Thursday, September 16, 2021

# The Problematics with Gabbar Singh’s revolver

## On the 40th anniversary of Sholay, a fresh encounter with the beloved gangster, who is also a probability theorist.

Gabbar Singh whirls the cylinder of his revolver, setting the stage for Problematics 40 years later. (Source: Video grab from ‘Sholay’)

This puzzle is my own, a 100% © Kabir Firaque original, but this is not the first time I am presenting it before readers. I ran it in an earlier avatar of Problematics in a regional edition of another newspaper 13 years ago. That was only in print, though, and no one has tried to plagiarise it as far as I know.
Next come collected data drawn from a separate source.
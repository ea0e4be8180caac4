use std::fmt;

use bigdecimal::BigDecimal;
use serde::Serialize;

use crate::helpers::serialize_decimal_as_number;

/// Trailing windows used for subtotals. Each window contains the
/// previous one.
#[derive(Debug, Clone, Copy, PartialEq, Eq)]
pub enum Window {
    Day,
    Week,
    Month,
    Year,
}

impl Window {
    pub const ALL: [Window; 4] =
        [Window::Day, Window::Week, Window::Month, Window::Year];

    const DAY: i64 = 24 * 60 * 60;

    pub fn threshold_secs(&self) -> i64 {
        match self {
            Window::Day => Self::DAY,
            Window::Week => 7 * Self::DAY,
            Window::Month => 30 * Self::DAY,
            Window::Year => 365 * Self::DAY,
        }
    }

    pub fn key(&self) -> &'static str {
        match self {
            Window::Day => "1d",
            Window::Week => "7d",
            Window::Month => "30d",
            Window::Year => "365d",
        }
    }

    pub fn contains_age(&self, age_secs: f64) -> bool {
        age_secs <= self.threshold_secs() as f64
    }
}

impl fmt::Display for Window {
    fn fmt(&self, f: &mut fmt::Formatter<'_>) -> fmt::Result {
        f.write_str(self.key())
    }
}

#[derive(Debug, Clone, Default, PartialEq, Serialize)]
pub struct WindowTotals {
    #[serde(rename = "1d", serialize_with = "serialize_decimal_as_number")]
    pub day: BigDecimal,
    #[serde(rename = "7d", serialize_with = "serialize_decimal_as_number")]
    pub week: BigDecimal,
    #[serde(rename = "30d", serialize_with = "serialize_decimal_as_number")]
    pub month: BigDecimal,
    #[serde(
        rename = "365d",
        serialize_with = "serialize_decimal_as_number"
    )]
    pub year: BigDecimal,
}

impl WindowTotals {
    pub fn get(&self, window: Window) -> &BigDecimal {
        match window {
            Window::Day => &self.day,
            Window::Week => &self.week,
            Window::Month => &self.month,
            Window::Year => &self.year,
        }
    }

    pub fn add(&mut self, window: Window, value: &BigDecimal) {
        let total = match window {
            Window::Day => &mut self.day,
            Window::Week => &mut self.week,
            Window::Month => &mut self.month,
            Window::Year => &mut self.year,
        };
        *total += value;
    }
}

#[derive(Debug, Clone, PartialEq, Serialize)]
pub struct RecentEntry {
    pub time: i64,
    #[serde(serialize_with = "serialize_decimal_as_number")]
    pub amount: BigDecimal,
    pub asset: String,
}

#[derive(Debug, Clone, Default, PartialEq, Serialize)]
#[serde(rename_all = "camelCase")]
pub struct Summary {
    pub count: usize,
    #[serde(serialize_with = "serialize_decimal_as_number")]
    pub total_rollover_usd: BigDecimal,
    pub totals_by_window: WindowTotals,
    pub recent: Vec<RecentEntry>,
}

/// Summary plus how the history behind it was obtained.
#[derive(Debug, Clone, PartialEq, Serialize)]
pub struct SummaryReport {
    pub summary: Summary,
    pub pages: usize,
    pub truncated: bool,
}

#[cfg(test)]
mod tests {
    use std::str::FromStr;

    use serde_json::json;

    use super::*;

    #[test]
    fn test_windows_are_nested() {
        let thresholds: Vec<i64> =
            Window::ALL.iter().map(Window::threshold_secs).collect();
        assert_eq!(thresholds, vec![86400, 604800, 2592000, 31536000]);
        assert!(thresholds.windows(2).all(|w| w[0] < w[1]));

        assert!(Window::Day.contains_age(86400.0));
        assert!(!Window::Day.contains_age(86400.5));
        assert!(Window::Day.contains_age(-10.0));
    }

    #[test]
    fn test_summary_json_shape() {
        let mut totals = WindowTotals::default();
        totals.add(Window::Week, &BigDecimal::from_str("1.5").unwrap());
        totals.add(Window::Year, &BigDecimal::from_str("1.5").unwrap());

        let summary = Summary {
            count: 1,
            total_rollover_usd: BigDecimal::from_str("1.5").unwrap(),
            totals_by_window: totals,
            recent: vec![RecentEntry {
                time: 1688464484,
                amount: BigDecimal::from_str("1.5").unwrap(),
                asset: String::from("ZUSD"),
            }],
        };

        assert_eq!(
            serde_json::to_value(&summary).unwrap(),
            json!({
                "count": 1,
                "totalRolloverUsd": 1.5,
                "totalsByWindow": { "1d": 0.0, "7d": 1.5, "30d": 0.0, "365d": 1.5 },
                "recent": [{ "time": 1688464484, "amount": 1.5, "asset": "ZUSD" }]
            })
        );
    }

    #[test]
    fn test_window_labels_match_json_keys() {
        let totals = serde_json::to_value(WindowTotals::default()).unwrap();

        for window in Window::ALL {
            assert!(totals.get(window.to_string()).is_some());
        }
        assert_eq!(format!("{}", Window::Month), "30d");
    }
}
Add a few embellishments and it has become practically brand new.

The puzzle revolves around a sequence in ‘Sholay’, which completes 40 years on Independence Day this weekend. Hindi film buffs have often told me this sequence is as iconic as the film itself. Gabbar’s goons are just back from the village, having failed to collect the assigned booty despite having outnumbered the Thakur’s hired strongmen @ 3:2.

Those were the days when punishment would invariably be meted out with a revolver. Such a weapon, as we know, has a revolving cylinder with six chambers, each containing a bullet.
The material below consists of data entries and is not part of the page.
#![allow(non_camel_case_types)]
#![allow(non_snake_case)]

pub mod cancellation;
pub mod cli;
pub mod clock;
pub mod configuration;
pub mod controller;
pub mod error;
pub mod handler;
pub mod helpers;
pub mod model;
pub mod provider;
pub mod server;
pub mod types;
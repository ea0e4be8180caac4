//! API controllers.

pub mod rollover_summary;
pub mod version;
We know also how it went. Gabbar takes a fully loaded revolver but chooses not to go for instant punishment. Probability theorist that he was, he fires three shots into the air, leaving three consecutive chambers empty and three full. He then whirls the cylinder enthusiastically.

Puzzle#23A(i): Gabbar presses the revolver to the temple of one defaulter and prepares to fire. What is the probability that the man will survive?

Puzzle#23A(ii): It turns out that he does survive. That changes the probability equations for the next shot, doesn’t it? So, when Gabbar presses the revolver to the second defaulter’s temple and squeezes the trigger, what probability of survival would you give him?

Puzzle#23A(iii): The second victim too survives, introducing another element of certainty to Gabbar’s uncertainty equations. You can guess the next question. What is the probability that the third victim, Kaalia, will now survive?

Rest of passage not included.